**SUPPLIED INFORMATION**
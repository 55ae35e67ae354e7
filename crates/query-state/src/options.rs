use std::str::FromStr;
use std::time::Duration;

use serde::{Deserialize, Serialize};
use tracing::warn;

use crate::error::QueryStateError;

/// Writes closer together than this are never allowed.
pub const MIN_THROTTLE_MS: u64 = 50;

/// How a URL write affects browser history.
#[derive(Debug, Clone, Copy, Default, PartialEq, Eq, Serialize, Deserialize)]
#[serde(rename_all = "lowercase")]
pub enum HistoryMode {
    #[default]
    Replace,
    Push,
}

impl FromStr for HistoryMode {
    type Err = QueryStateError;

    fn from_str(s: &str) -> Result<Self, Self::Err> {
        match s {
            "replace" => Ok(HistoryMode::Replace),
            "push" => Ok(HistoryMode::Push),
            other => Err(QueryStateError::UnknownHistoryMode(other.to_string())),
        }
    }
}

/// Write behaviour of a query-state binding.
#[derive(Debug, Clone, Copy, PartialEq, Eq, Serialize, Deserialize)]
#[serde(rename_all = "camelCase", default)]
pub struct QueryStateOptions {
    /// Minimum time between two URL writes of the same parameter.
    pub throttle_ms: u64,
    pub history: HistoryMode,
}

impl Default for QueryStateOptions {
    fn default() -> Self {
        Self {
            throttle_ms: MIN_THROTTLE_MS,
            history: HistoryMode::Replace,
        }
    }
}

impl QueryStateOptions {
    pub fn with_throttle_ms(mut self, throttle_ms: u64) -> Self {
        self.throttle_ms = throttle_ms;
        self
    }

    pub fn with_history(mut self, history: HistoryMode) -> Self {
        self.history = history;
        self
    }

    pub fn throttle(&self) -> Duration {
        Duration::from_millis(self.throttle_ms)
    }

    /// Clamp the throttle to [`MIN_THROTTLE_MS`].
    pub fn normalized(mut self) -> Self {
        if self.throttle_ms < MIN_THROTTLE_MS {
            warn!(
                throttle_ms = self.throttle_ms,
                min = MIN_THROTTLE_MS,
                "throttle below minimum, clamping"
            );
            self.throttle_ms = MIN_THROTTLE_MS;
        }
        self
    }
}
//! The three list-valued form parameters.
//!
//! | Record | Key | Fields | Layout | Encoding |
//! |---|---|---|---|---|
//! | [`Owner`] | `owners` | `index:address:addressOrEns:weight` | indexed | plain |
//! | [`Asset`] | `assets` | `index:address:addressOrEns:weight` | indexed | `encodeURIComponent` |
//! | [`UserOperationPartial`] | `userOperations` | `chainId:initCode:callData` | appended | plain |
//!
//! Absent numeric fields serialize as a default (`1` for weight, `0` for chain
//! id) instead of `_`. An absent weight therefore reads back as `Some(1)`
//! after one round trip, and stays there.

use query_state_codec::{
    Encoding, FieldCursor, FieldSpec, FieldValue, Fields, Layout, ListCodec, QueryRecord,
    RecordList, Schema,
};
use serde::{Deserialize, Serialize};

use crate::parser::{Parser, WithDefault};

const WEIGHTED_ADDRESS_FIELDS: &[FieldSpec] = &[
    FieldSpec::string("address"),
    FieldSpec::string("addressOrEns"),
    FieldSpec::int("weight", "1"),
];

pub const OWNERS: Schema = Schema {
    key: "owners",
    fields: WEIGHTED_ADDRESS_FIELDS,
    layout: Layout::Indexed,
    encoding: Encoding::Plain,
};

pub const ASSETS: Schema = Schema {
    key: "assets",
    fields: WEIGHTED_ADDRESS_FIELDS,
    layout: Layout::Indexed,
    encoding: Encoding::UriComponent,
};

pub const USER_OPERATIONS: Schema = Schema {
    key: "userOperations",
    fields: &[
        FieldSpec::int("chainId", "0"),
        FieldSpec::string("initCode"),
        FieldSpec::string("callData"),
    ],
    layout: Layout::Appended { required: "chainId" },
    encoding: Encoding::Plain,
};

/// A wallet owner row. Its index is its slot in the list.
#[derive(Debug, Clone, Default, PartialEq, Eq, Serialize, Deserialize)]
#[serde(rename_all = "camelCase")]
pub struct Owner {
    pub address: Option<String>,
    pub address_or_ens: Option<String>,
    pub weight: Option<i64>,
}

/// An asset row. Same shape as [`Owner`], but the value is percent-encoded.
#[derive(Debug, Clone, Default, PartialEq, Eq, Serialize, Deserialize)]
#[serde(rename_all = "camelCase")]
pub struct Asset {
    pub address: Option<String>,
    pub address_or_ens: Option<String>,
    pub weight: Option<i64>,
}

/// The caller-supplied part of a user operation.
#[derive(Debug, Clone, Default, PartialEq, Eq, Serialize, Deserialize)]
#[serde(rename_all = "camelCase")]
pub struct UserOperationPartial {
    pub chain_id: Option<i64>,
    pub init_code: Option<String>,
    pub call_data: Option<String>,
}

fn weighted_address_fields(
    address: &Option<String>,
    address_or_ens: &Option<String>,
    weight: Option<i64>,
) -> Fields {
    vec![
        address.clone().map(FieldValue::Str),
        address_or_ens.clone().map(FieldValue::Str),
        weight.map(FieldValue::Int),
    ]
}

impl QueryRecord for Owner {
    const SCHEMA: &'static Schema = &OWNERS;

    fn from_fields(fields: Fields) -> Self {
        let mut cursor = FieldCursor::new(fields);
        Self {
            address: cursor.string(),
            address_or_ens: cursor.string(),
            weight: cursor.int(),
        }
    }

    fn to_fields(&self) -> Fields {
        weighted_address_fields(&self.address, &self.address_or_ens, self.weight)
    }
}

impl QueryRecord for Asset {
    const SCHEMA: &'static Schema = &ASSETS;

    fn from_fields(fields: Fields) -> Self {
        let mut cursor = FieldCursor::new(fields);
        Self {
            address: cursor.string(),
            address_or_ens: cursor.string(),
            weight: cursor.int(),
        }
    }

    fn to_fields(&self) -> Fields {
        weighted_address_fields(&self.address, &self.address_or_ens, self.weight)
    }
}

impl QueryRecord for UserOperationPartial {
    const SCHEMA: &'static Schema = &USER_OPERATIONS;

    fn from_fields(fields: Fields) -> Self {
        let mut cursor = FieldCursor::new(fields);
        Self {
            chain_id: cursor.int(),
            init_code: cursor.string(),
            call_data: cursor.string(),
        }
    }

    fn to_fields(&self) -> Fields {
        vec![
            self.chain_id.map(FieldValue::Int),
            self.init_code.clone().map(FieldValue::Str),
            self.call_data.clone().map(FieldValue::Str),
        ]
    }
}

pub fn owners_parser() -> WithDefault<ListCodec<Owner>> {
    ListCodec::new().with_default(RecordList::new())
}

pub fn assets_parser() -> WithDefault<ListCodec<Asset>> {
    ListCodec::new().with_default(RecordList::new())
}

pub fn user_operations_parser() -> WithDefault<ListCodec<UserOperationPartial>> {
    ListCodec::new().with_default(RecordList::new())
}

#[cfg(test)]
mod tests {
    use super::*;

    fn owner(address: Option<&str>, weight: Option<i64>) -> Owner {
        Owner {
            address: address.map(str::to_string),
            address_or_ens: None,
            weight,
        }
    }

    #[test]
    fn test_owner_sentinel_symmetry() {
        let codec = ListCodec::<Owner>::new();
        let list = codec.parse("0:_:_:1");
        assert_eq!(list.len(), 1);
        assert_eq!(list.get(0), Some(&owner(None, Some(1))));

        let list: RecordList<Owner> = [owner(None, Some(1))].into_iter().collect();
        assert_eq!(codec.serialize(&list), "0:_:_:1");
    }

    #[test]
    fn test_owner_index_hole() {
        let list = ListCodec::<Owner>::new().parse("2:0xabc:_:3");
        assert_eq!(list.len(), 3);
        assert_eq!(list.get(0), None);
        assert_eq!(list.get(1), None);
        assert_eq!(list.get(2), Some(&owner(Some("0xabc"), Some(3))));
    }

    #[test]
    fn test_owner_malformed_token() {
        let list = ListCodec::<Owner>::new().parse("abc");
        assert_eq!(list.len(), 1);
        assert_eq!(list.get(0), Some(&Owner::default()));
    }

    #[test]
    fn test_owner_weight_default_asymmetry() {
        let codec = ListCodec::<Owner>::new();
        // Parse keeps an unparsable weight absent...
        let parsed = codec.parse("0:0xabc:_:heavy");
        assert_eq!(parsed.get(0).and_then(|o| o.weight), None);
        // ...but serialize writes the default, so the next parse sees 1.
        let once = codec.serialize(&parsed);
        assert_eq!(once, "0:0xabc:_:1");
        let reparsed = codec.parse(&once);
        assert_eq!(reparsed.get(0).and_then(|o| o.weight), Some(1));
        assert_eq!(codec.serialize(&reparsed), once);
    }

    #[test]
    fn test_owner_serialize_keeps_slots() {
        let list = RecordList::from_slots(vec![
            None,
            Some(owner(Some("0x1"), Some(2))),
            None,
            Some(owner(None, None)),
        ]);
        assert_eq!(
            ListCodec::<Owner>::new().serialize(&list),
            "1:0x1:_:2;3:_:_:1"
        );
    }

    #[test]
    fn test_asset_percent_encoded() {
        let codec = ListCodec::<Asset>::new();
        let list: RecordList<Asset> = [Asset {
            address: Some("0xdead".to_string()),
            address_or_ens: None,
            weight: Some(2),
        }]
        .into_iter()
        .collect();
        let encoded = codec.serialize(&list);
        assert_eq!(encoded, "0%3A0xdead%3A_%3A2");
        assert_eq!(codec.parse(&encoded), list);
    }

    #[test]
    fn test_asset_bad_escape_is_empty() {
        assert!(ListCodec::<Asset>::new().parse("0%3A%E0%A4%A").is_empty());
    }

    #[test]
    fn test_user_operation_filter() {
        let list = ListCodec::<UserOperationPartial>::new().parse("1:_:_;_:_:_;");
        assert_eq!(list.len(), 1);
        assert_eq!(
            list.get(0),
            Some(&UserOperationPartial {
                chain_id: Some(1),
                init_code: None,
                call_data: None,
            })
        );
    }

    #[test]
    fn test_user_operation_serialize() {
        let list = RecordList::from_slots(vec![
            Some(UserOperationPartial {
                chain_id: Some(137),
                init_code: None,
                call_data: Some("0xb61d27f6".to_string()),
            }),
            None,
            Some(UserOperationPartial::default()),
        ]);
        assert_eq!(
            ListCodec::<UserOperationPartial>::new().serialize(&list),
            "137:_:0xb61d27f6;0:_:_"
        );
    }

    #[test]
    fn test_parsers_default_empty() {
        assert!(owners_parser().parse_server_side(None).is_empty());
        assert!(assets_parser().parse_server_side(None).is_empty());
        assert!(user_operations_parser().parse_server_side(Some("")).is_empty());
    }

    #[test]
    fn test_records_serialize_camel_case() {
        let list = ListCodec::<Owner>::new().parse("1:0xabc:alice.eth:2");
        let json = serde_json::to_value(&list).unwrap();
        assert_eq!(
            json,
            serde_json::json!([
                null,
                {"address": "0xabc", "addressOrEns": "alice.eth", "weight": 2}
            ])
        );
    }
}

**WHAT THE EXERCISE ASKS**
Go through the material above, find each line with the string "callData", and copy it.

**EXERCISE RESPONSE**
//! | [`UserOperationPartial`] | `userOperations` | `chainId:initCode:callData` | appended | plain |
        FieldSpec::string("callData"),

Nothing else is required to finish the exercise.